(Dataset excerpts)

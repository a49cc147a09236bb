//! Task Form Component
//!
//! Add and edit form for tasks. Used by the add-task page, the board's add
//! overlay and the edit view of the task overlay.

use leptos::prelude::*;
use leptos::task::spawn_local;

use crate::actions;
use crate::browser::now_ms;
use crate::commands;
use crate::components::{AssigneePicker, SubtaskEditor};
use crate::context::use_app_context;
use crate::error::{field_message, FieldError};
use crate::models::{Priority, Stage, Subtask, TaskDraft};
use crate::store::{store_add_task, store_task, store_update_task, use_app_store};
use crate::subtasks::SubtaskList;
use crate::validation::{validate_task_draft, CATEGORIES, CATEGORY_PLACEHOLDER};

#[derive(Clone, Debug, PartialEq)]
pub enum FormMode {
    /// New task placed in the given column
    Add(Stage),
    /// Existing task by id
    Edit(String),
}

#[component]
pub fn TaskForm(mode: FormMode, #[prop(into)] on_close: Callback<()>) -> impl IntoView {
    let ctx = use_app_context();
    let store = use_app_store();

    let initial = match &mode {
        FormMode::Edit(id) => store_task(&store, id).map(|t| TaskDraft::from_task(&t)).unwrap_or_default(),
        FormMode::Add(_) => TaskDraft::default(),
    };

    let title = RwSignal::new(initial.title);
    let description = RwSignal::new(initial.description);
    let due_date = RwSignal::new(initial.due_date);
    let category = RwSignal::new(initial.category);
    let priority = RwSignal::new(initial.priority);
    let assigned = RwSignal::new(initial.assigned_to);
    let subtasks = RwSignal::new(SubtaskList::from_subtasks(initial.subtasks));
    let errors = RwSignal::new(Vec::<FieldError>::new());
    let (saving, set_saving) = signal(false);

    // Edit mode writes subtask adds and deletes through right away
    let persist = match &mode {
        FormMode::Edit(id) => {
            let id = id.clone();
            let mirror = Callback::new(move |items: Vec<Subtask>| subtasks.set(SubtaskList::from_subtasks(items)));
            Some(Callback::new(move |(previous, next): (Vec<Subtask>, Vec<Subtask>)| {
                actions::save_subtasks(ctx, store, id.clone(), previous, next, Some(mirror));
            }))
        }
        FormMode::Add(_) => None,
    };

    let error_for = move |field: &'static str| {
        move || errors.with(|list| field_message(list, field).map(str::to_string))
    };

    let clear = move || {
        title.set(String::new());
        description.set(String::new());
        due_date.set(String::new());
        category.set(String::new());
        priority.set(Priority::Medium);
        assigned.set(Vec::new());
        subtasks.set(SubtaskList::new());
        errors.set(Vec::new());
    };

    let is_edit = matches!(mode, FormMode::Edit(_));
    let mode = StoredValue::new(mode);

    let on_submit = move |ev: leptos::ev::SubmitEvent| {
        ev.prevent_default();
        if saving.get_untracked() {
            return;
        }

        let draft = TaskDraft {
            title: title.get_untracked(),
            description: description.get_untracked(),
            due_date: due_date.get_untracked(),
            category: category.get_untracked(),
            priority: priority.get_untracked(),
            assigned_to: assigned.get_untracked(),
            subtasks: subtasks.with_untracked(|l| l.to_vec()),
        };
        if let Err(e) = validate_task_draft(&draft) {
            errors.set(e.field_errors().to_vec());
            return;
        }
        errors.set(Vec::new());
        set_saving.set(true);

        let mode = mode.get_value();
        spawn_local(async move {
            let remote = ctx.store();
            let result = match mode {
                FormMode::Add(stage) => commands::create_task(&remote, draft, stage, now_ms())
                    .await
                    .map(|task| store_add_task(&store, task)),
                FormMode::Edit(id) => commands::update_task(&remote, &id, &draft).await.map(|_| {
                    if let Some(mut task) = store_task(&store, &id) {
                        draft.apply_to(&mut task);
                        store_update_task(&store, task);
                    }
                }),
            };
            set_saving.set(false);

            match result {
                Ok(()) => {
                    on_close.run(());
                    ctx.reload();
                }
                Err(e) => {
                    log::error!("saving task failed: {}", e);
                    if e.field_errors().is_empty() {
                        ctx.notify(format!("Could not save the task: {}", e), None);
                    } else {
                        errors.set(e.field_errors().to_vec());
                    }
                }
            }
        });
    };

    view! {
        <form class="task-form" novalidate=true on:submit=on_submit>
            <h2 class="task-form-title">{if is_edit { "Edit Task" } else { "Add Task" }}</h2>

            <div class="form-columns">
                <div class="form-column">
                    <label for="title">"Title" <span class="required">"*"</span></label>
                    <input
                        id="title"
                        type="text"
                        placeholder="Enter a title"
                        prop:value=move || title.get()
                        on:input=move |ev| title.set(event_target_value(&ev))
                    />
                    <span class="field-error">{error_for("title")}</span>

                    <label for="description">"Description"</label>
                    <textarea
                        id="description"
                        placeholder="Enter a Description"
                        prop:value=move || description.get()
                        on:input=move |ev| description.set(event_target_value(&ev))
                    ></textarea>

                    <label for="assignedTo">"Assigned to"</label>
                    <AssigneePicker selected=assigned />
                </div>

                <div class="form-column">
                    <label for="due-date">"Due date" <span class="required">"*"</span></label>
                    <input
                        id="due-date"
                        type="date"
                        prop:value=move || due_date.get()
                        on:input=move |ev| due_date.set(event_target_value(&ev))
                    />
                    <span class="field-error">{error_for("due-date")}</span>

                    <label>"Prio"</label>
                    <div class="priority-buttons">
                        {Priority::ALL
                            .into_iter()
                            .map(|p| {
                                let class = move || {
                                    if priority.get() == p {
                                        format!("priority-btn {} active", p.css_class())
                                    } else {
                                        format!("priority-btn {}", p.css_class())
                                    }
                                };
                                view! {
                                    <button type="button" class=class on:click=move |_| priority.set(p)>
                                        {p.as_str()}
                                        <img src=p.icon() alt="" />
                                    </button>
                                }
                            })
                            .collect_view()}
                    </div>

                    <label for="categorySelect">"Category" <span class="required">"*"</span></label>
                    <select id="categorySelect" on:change=move |ev| category.set(event_target_value(&ev))>
                        <option value="" selected=move || category.with(|c| c.is_empty())>
                            {CATEGORY_PLACEHOLDER}
                        </option>
                        {CATEGORIES
                            .into_iter()
                            .map(|c| view! {
                                <option value=c selected=move || category.with(|current| current == c)>{c}</option>
                            })
                            .collect_view()}
                    </select>
                    <span class="field-error">{error_for("categorySelect")}</span>

                    <label for="subtasks">"Subtasks"</label>
                    {match persist {
                        Some(callback) => view! { <SubtaskEditor list=subtasks on_persist=callback /> }.into_any(),
                        None => view! { <SubtaskEditor list=subtasks /> }.into_any(),
                    }}
                </div>
            </div>

            <div class="form-footer">
                <span class="required-note"><span class="required">"*"</span>"This field is required"</span>
                <button
                    type="button"
                    class="btn-secondary"
                    on:click=move |_| if is_edit { on_close.run(()) } else { clear() }
                >
                    {if is_edit { "Cancel" } else { "Clear ✗" }}
                </button>
                <button type="submit" class="btn-primary" disabled=move || saving.get()>
                    {if is_edit { "Ok ✓" } else { "Create Task ✓" }}
                </button>
            </div>
        </form>
    }
}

(End Dataset excerpts)

> _Problem to work on_
Line by line, transcribe the material above without leaving anything out.

> _Solution to this exercise_
repository a49cc147a09236bb
//! Task Form Component
//!
//! Add and edit form for tasks. Used by the add-task page, the board's add
//! overlay and the edit view of the task overlay.

use leptos::prelude::*;
use leptos::task::spawn_local;

use crate::actions;
use crate::browser::now_ms;
use crate::commands;
use crate::components::{AssigneePicker, SubtaskEditor};
use crate::context::use_app_context;
use crate::error::{field_message, FieldError};
use crate::models::{Priority, Stage, Subtask, TaskDraft};
use crate::store::{store_add_task, store_task, store_update_task, use_app_store};
use crate::subtasks::SubtaskList;
use crate::validation::{validate_task_draft, CATEGORIES, CATEGORY_PLACEHOLDER};

#[derive(Clone, Debug, PartialEq)]
pub enum FormMode {
    /// New task placed in the given column
    Add(Stage),
    /// Existing task by id
    Edit(String),
}

#[component]
pub fn TaskForm(mode: FormMode, #[prop(into)] on_close: Callback<()>) -> impl IntoView {
    let ctx = use_app_context();
    let store = use_app_store();

    let initial = match &mode {
        FormMode::Edit(id) => store_task(&store, id).map(|t| TaskDraft::from_task(&t)).unwrap_or_default(),
        FormMode::Add(_) => TaskDraft::default(),
    };

    let title = RwSignal::new(initial.title);
    let description = RwSignal::new(initial.description);
    let due_date = RwSignal::new(initial.due_date);
    let category = RwSignal::new(initial.category);
    let priority = RwSignal::new(initial.priority);
    let assigned = RwSignal::new(initial.assigned_to);
    let subtasks = RwSignal::new(SubtaskList::from_subtasks(initial.subtasks));
    let errors = RwSignal::new(Vec::<FieldError>::new());
    let (saving, set_saving) = signal(false);

    // Edit mode writes subtask adds and deletes through right away
    let persist = match &mode {
        FormMode::Edit(id) => {
            let id = id.clone();
            let mirror = Callback::new(move |items: Vec<Subtask>| subtasks.set(SubtaskList::from_subtasks(items)));
            Some(Callback::new(move |(previous, next): (Vec<Subtask>, Vec<Subtask>)| {
                actions::save_subtasks(ctx, store, id.clone(), previous, next, Some(mirror));
            }))
        }
        FormMode::Add(_) => None,
    };

    let error_for = move |field: &'static str| {
        move || errors.with(|list| field_message(list, field).map(str::to_string))
    };

    let clear = move || {
        title.set(String::new());
        description.set(String::new());
        due_date.set(String::new());
        category.set(String::new());
        priority.set(Priority::Medium);
        assigned.set(Vec::new());
        subtasks.set(SubtaskList::new());
        errors.set(Vec::new());
    };

    let is_edit = matches!(mode, FormMode::Edit(_));
    let mode = StoredValue::new(mode);

    let on_submit = move |ev: leptos::ev::SubmitEvent| {
        ev.prevent_default();
        if saving.get_untracked() {
            return;
        }

        let draft = TaskDraft {
            title: title.get_untracked(),
            description: description.get_untracked(),
            due_date: due_date.get_untracked(),
            category: category.get_untracked(),
            priority: priority.get_untracked(),
            assigned_to: assigned.get_untracked(),
            subtasks: subtasks.with_untracked(|l| l.to_vec()),
        };
        if let Err(e) = validate_task_draft(&draft) {
            errors.set(e.field_errors().to_vec());
            return;
        }
        errors.set(Vec::new());
        set_saving.set(true);

        let mode = mode.get_value();
        spawn_local(async move {
            let remote = ctx.store();
            let result = match mode {
                FormMode::Add(stage) => commands::create_task(&remote, draft, stage, now_ms())
                    .await
                    .map(|task| store_add_task(&store, task)),
                FormMode::Edit(id) => commands::update_task(&remote, &id, &draft).await.map(|_| {
                    if let Some(mut task) = store_task(&store, &id) {
                        draft.apply_to(&mut task);
                        store_update_task(&store, task);
                    }
                }),
            };
            set_saving.set(false);

            match result {
                Ok(()) => {
                    on_close.run(());
                    ctx.reload();
                }
                Err(e) => {
                    log::error!("saving task failed: {}", e);
                    if e.field_errors().is_empty() {
                        ctx.notify(format!("Could not save the task: {}", e), None);
                    } else {
                        errors.set(e.field_errors().to_vec());
                    }
                }
            }
        });
    };

    view! {
        <form class="task-form" novalidate=true on:submit=on_submit>
            <h2 class="task-form-title">{if is_edit { "Edit Task" } else { "Add Task" }}</h2>

            <div class="form-columns">
                <div class="form-column">
                    <label for="title">"Title" <span class="required">"*"</span></label>
                    <input
                        id="title"
                        type="text"
                        placeholder="Enter a title"
                        prop:value=move || title.get()
                        on:input=move |ev| title.set(event_target_value(&ev))
                    />
                    <span class="field-error">{error_for("title")}</span>

                    <label for="description">"Description"</label>
                    <textarea
                        id="description"
                        placeholder="Enter a Description"
                        prop:value=move || description.get()
                        on:input=move |ev| description.set(event_target_value(&ev))
                    ></textarea>

                    <label for="assignedTo">"Assigned to"</label>
                    <AssigneePicker selected=assigned />
                </div>

                <div class="form-column">
                    <label for="due-date">"Due date" <span class="required">"*"</span></label>
                    <input
                        id="due-date"
                        type="date"
                        prop:value=move || due_date.get()
                        on:input=move |ev| due_date.set(event_target_value(&ev))
                    />
                    <span class="field-error">{error_for("due-date")}</span>

                    <label>"Prio"</label>
                    <div class="priority-buttons">
                        {Priority::ALL
                            .into_iter()
                            .map(|p| {
                                let class = move || {
                                    if priority.get() == p {
                                        format!("priority-btn {} active", p.css_class())
                                    } else {
                                        format!("priority-btn {}", p.css_class())
                                    }
                                };
                                view! {
                                    <button type="button" class=class on:click=move |_| priority.set(p)>
                                        {p.as_str()}
                                        <img src=p.icon() alt="" />
                                    </button>
                                }
                            })
                            .collect_view()}
                    </div>

                    <label for="categorySelect">"Category" <span class="required">"*"</span></label>
                    <select id="categorySelect" on:change=move |ev| category.set(event_target_value(&ev))>
                        <option value="" selected=move || category.with(|c| c.is_empty())>
                            {CATEGORY_PLACEHOLDER}
                        </option>
                        {CATEGORIES
                            .into_iter()
                            .map(|c| view! {
                                <option value=c selected=move || category.with(|current| current == c)>{c}</option>
                            })
                            .collect_view()}
                    </select>
                    <span class="field-error">{error_for("categorySelect")}</span>

                    <label for="subtasks">"Subtasks"</label>
                    {match persist {
                        Some(callback) => view! { <SubtaskEditor list=subtasks on_persist=callback /> }.into_any(),
                        None => view! { <SubtaskEditor list=subtasks /> }.into_any(),
                    }}
                </div>
            </div>

            <div class="form-footer">
                <span class="required-note"><span class="required">"*"</span>"This field is required"</span>
                <button
                    type="button"
                    class="btn-secondary"
                    on:click=move |_| if is_edit { on_close.run(()) } else { clear() }
                >
                    {if is_edit { "Cancel" } else { "Clear ✗" }}
                </button>
                <button type="submit" class="btn-primary" disabled=move || saving.get()>
                    {if is_edit { "Ok ✓" } else { "Create Task ✓" }}
                </button>
            </div>
        </form>
    }
}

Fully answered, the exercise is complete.